Estimate the GPS coordinates and bearing of animals detected in camera-trap imagery, using only the camera's known position, the camera's known compass bearing, and a pinhole geometric projection from the bounding box.
The pipeline uses either YOLO or YOLO + SAHI (sliced inference, for recall on
small or distant animals) with BioCLIP 2 zero-shot classification
via open_clip, then projects each detection's bounding box to a
real-world GPS coordinate.
Each per-detection row of the output CSV includes the estimated animal latitude and longitude alongside species labels, distances, and bounding boxes — ready to drop into QGIS, Folium, or any GIS workflow.
Given a detection with bounding box (x_min, y_min, x_max, y_max) in
an image of width W and height H, taken by a camera at known
(camera_lat, camera_lon) with a known horizontal field of view
HFOV and a known compass bearing, the pipeline:
- Computes focal length in pixels:
fx = (W/2) / tan(HFOV/2). - Estimates distance from the bounding-box height assuming a known
real-world target height
h_real(e.g. 0.9 m for a deer):d = h_real * fx / bbox_h. - Computes the relative horizontal angle of the bbox center:
θ = arctan((cx − W/2) / fx). - Projects the animal's GPS coordinates by walking distance
dfrom the camera at absolute bearing(camera_bearing + θ) mod 360°.
The projection uses the spherical-Earth forward formula on WGS84. Accuracy is best for mid-range detections (10–150 m).
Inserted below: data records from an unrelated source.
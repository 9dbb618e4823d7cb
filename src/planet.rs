//! Procedural planet portraits painted into the braille sub-pixel canvas.
//!
//! Sub-pixels are close to square on a typical terminal font, so the disc
//! needs no aspect correction here.

use crate::catalog::PlanetImage;
use crate::render::{Pixel, PixelCanvas};

type Rgb = [u8; 3];

const CRACK_WHITE: Rgb = [235, 250, 255];
const NIGHT: Rgb = [8, 10, 14];

fn clamp01(x: f32) -> f32 {
    x.clamp(0.0, 1.0)
}

fn lerp(a: f32, b: f32, t: f32) -> f32 {
    a + (b - a) * t
}

fn mix(a: Rgb, b: Rgb, t: f32) -> Rgb {
    let t = clamp01(t);
    let ch = |x: u8, y: u8| lerp(x as f32, y as f32, t).round().clamp(0.0, 255.0) as u8;
    [ch(a[0], b[0]), ch(a[1], b[1]), ch(a[2], b[2])]
}

fn hash_u32(mut x: u32) -> u32 {
    x ^= x >> 16;
    x = x.wrapping_mul(0x7feb_352d);
    x ^= x >> 15;
    x = x.wrapping_mul(0x846c_a68b);
    x ^= x >> 16;
    x
}

fn hash3(ix: i32, iy: i32, iz: i32, seed: u32) -> u32 {
    let mut h = seed ^ 0x9e37_79b9;
    h ^= (ix as u32).wrapping_mul(0x85eb_ca6b);
    h = hash_u32(h);
    h ^= (iy as u32).wrapping_mul(0xc2b2_ae35);
    h = hash_u32(h);
    h ^= (iz as u32).wrapping_mul(0x27d4_eb2f);
    hash_u32(h)
}

fn smoothstep(t: f32) -> f32 {
    t * t * (3.0 - 2.0 * t)
}

fn value_noise(x: f32, y: f32, z: f32, seed: u32) -> f32 {
    let (ix, iy, iz) = (x.floor() as i32, y.floor() as i32, z.floor() as i32);
    let sx = smoothstep(x - ix as f32);
    let sy = smoothstep(y - iy as f32);
    let sz = smoothstep(z - iz as f32);
    let v = |dx, dy, dz| hash3(ix + dx, iy + dy, iz + dz, seed) as f32 / u32::MAX as f32;

    let y0 = lerp(lerp(v(0, 0, 0), v(1, 0, 0), sx), lerp(v(0, 1, 0), v(1, 1, 0), sx), sy);
    let y1 = lerp(lerp(v(0, 0, 1), v(1, 0, 1), sx), lerp(v(0, 1, 1), v(1, 1, 1), sx), sy);
    lerp(y0, y1, sz)
}

/// Fractal value noise in 0..1.
pub(crate) fn fbm(x: f32, y: f32, z: f32, seed: u32, octaves: usize) -> f32 {
    let (mut amp, mut freq, mut sum, mut norm) = (0.55, 1.0, 0.0, 0.0);
    for o in 0..octaves {
        let s = seed.wrapping_add((o as u32).wrapping_mul(0x9e37_79b9));
        sum += (value_noise(x * freq, y * freq, z * freq, s) * 2.0 - 1.0) * amp;
        norm += amp;
        amp *= 0.52;
        freq *= 2.03;
    }
    clamp01(0.5 + 0.5 * (sum / f32::max(norm, 1e-6)))
}

/// 2x4 ordered dither matched to the braille cell.
fn bayer(ix: i32, iy: i32) -> f32 {
    const M: [[u8; 2]; 4] = [[0, 4], [6, 2], [1, 5], [7, 3]];
    (M[(iy & 3) as usize][(ix & 1) as usize] as f32 + 0.5) / 8.0
}

#[derive(Clone, Copy, Debug)]
pub(crate) struct Placement {
    pub(crate) cx: f32,
    pub(crate) cy: f32,
    pub(crate) radius: f32,
    pub(crate) rotation: f32,
    pub(crate) tilt: f32,
    /// 0..1, multiplies every painted pixel.
    pub(crate) opacity: f32,
}

pub(crate) fn draw_planet(canvas: &mut PixelCanvas, image: &PlanetImage, at: Placement) {
    if at.radius < 1.0 || at.opacity <= 0.0 {
        return;
    }
    if image.rings {
        draw_rings(canvas, image, at);
    }

    let norm = (0.34f32 * 0.34 + 0.38 * 0.38 + 0.86 * 0.86).sqrt();
    let light = (-0.34 / norm, 0.38 / norm, 0.86 / norm);
    let (ts, tc) = at.tilt.sin_cos();
    let (rs, rc) = at.rotation.sin_cos();
    let reach = at.radius * 1.16;
    let alpha = (255.0 * clamp01(at.opacity)) as u8;

    let x0 = (at.cx - reach).floor() as i32;
    let x1 = (at.cx + reach).ceil() as i32;
    let y0 = (at.cy - reach).floor() as i32;
    let y1 = (at.cy + reach).ceil() as i32;

    for py in y0..=y1 {
        for px in x0..=x1 {
            let nx = (px as f32 + 0.5 - at.cx) / at.radius;
            let ny = (py as f32 + 0.5 - at.cy) / at.radius;
            let d2 = nx * nx + ny * ny;
            let th = bayer(px, py);

            if d2 > 1.0 {
                let glow = clamp01(1.0 - (d2.sqrt() - 1.0) / 0.14);
                if glow > 0.03 && glow * 0.65 > th {
                    let [r, g, b] = image.atmosphere;
                    canvas.blend_over(px, py, Pixel { r, g, b, a: alpha });
                }
                continue;
            }

            let nz = (1.0 - d2).sqrt();
            // tilt around x, then spin around y
            let (y1, z1) = (tc * ny - ts * nz, ts * ny + tc * nz);
            let (x2, y2, z2) = (rc * nx + rs * z1, y1, -rs * nx + rc * z1);

            let ndotl = (x2 * light.0 + y2 * light.1 + z2 * light.2).max(0.0);
            let rim = clamp01((1.0 - ndotl).powf(2.2)) * 0.20;
            let lat = y2.clamp(-1.0, 1.0).asin();
            let lon = x2.atan2(z2);

            let banding = 0.5 + 0.5 * (lat * (3.0 + image.bands * 9.0) + at.rotation * 0.35).sin();
            let n0 = fbm(
                (lon.cos() * 2.0 + 0.7) * 1.3,
                (lat.sin() * 2.0 + 0.2) * 1.3,
                (lon.sin() * 2.0 - 0.4) * 1.3,
                image.seed,
                5,
            );
            let n1 = fbm(
                lon * 0.55 + 7.1,
                lat * 0.85 - 3.4,
                at.rotation * 0.25 + 1.7,
                image.seed.wrapping_add(0xBADC_0FFE),
                4,
            );
            let rough = lerp(n0, n1, image.roughness);
            let land = clamp01((rough - 0.48) * 2.2);

            let cloud_noise = fbm(
                lon * 1.10 + at.rotation * 0.25,
                lat * 1.55 - at.rotation * 0.10,
                at.rotation * 0.35 + 2.0,
                image.seed.wrapping_add(0x1357_9BDF),
                4,
            );
            let clouds = clamp01((cloud_noise - 0.56) * 2.7) * image.clouds;
            let cap = clamp01((lat.abs() - (0.86 - image.ice * 0.22)) * 9.0) * image.ice;

            let mut col = if land > 0.45 {
                let t = clamp01(0.25 + 0.75 * land) * (0.65 + 0.35 * banding);
                mix(image.base, image.accent, t)
            } else {
                let t = clamp01(0.35 + 0.65 * (0.60 * banding + 0.40 * (1.0 - rough)));
                mix(image.ocean, image.base, t * 0.25)
            };
            if cap > 0.01 {
                col = mix(col, CRACK_WHITE, cap * 0.85);
            }

            let terminator = clamp01((ndotl - 0.02) * 5.0);
            let intensity =
                clamp01(clamp01(ndotl.powf(1.25) + rim) + clouds * 0.35) * (0.45 + 0.95 * terminator);
            if intensity <= th {
                continue;
            }

            let lit = mix(col, image.accent, (intensity - 0.45) * 0.9);
            let tinted = mix(lit, image.atmosphere, clamp01((d2.sqrt() - 0.86) / 0.18) * 0.55);
            let [r, g, b] = mix(tinted, NIGHT, clamp01(1.0 - intensity * 1.35) * 0.55);
            canvas.blend_over(px, py, Pixel { r, g, b, a: alpha });
        }
    }
}

fn draw_rings(canvas: &mut PixelCanvas, image: &PlanetImage, at: Placement) {
    let inner = at.radius * 1.15;
    let outer = at.radius * 1.62;
    let squash = (0.35 + 0.30 * at.tilt.abs()).clamp(0.12, 0.70);
    let (rs, rc) = (at.rotation * 0.55).sin_cos();
    let alpha = (200.0 * clamp01(at.opacity)) as u8;

    let x0 = (at.cx - outer).floor() as i32;
    let x1 = (at.cx + outer).ceil() as i32;
    let y0 = (at.cy - outer).floor() as i32;
    let y1 = (at.cy + outer).ceil() as i32;

    for py in y0..=y1 {
        for px in x0..=x1 {
            let dx = px as f32 + 0.5 - at.cx;
            let dy = py as f32 + 0.5 - at.cy;
            let (rx, ry) = (rc * dx - rs * dy, rs * dx + rc * dy);
            let d = (rx * rx + (ry / squash).powi(2)).sqrt();
            if d < inner || d > outer {
                continue;
            }
            // the disc occludes the ring
            if dx * dx + dy * dy <= at.radius * at.radius {
                continue;
            }
            let band = 0.5 + 0.5 * ((d / at.radius) * 10.0 + at.rotation * 0.8).sin();
            if clamp01(0.30 + 0.45 * band) < bayer(px, py) {
                continue;
            }
            let [r, g, b] = mix(image.base, image.accent, 0.35 + 0.45 * band);
            canvas.blend_over(px, py, Pixel { r, g, b, a: alpha });
        }
    }
}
At long range, small bounding boxes amplify distance error.
Requires Python 3.10+ and (for GPU inference) a CUDA-enabled PyTorch install.
git clone https://github.com/Bharathpillai06/camera-trap-geolocation.git
cd camera-trap-geolocation
pip install -r requirements.txt
pip install -e .You will also need a YOLO weights file (e.g. yolov8x.pt); download
from the
Ultralytics releases.
python scripts/detect_geolocate_sahi_openclip.py \
--weights yolov8x.pt \
--images ./photos/site_A \
--hfov-deg 60 \
--target-height-m 0.9 \
--camera-lat 40.123 \
--camera-lon -83.456 \
--camera-bearing-deg 270 \
--labels "white-tailed deer,deer,bird" \
--csv-out ./out/site_A.csvWhen the camera bearing is unknown, pass --camera-bearing-deg NA.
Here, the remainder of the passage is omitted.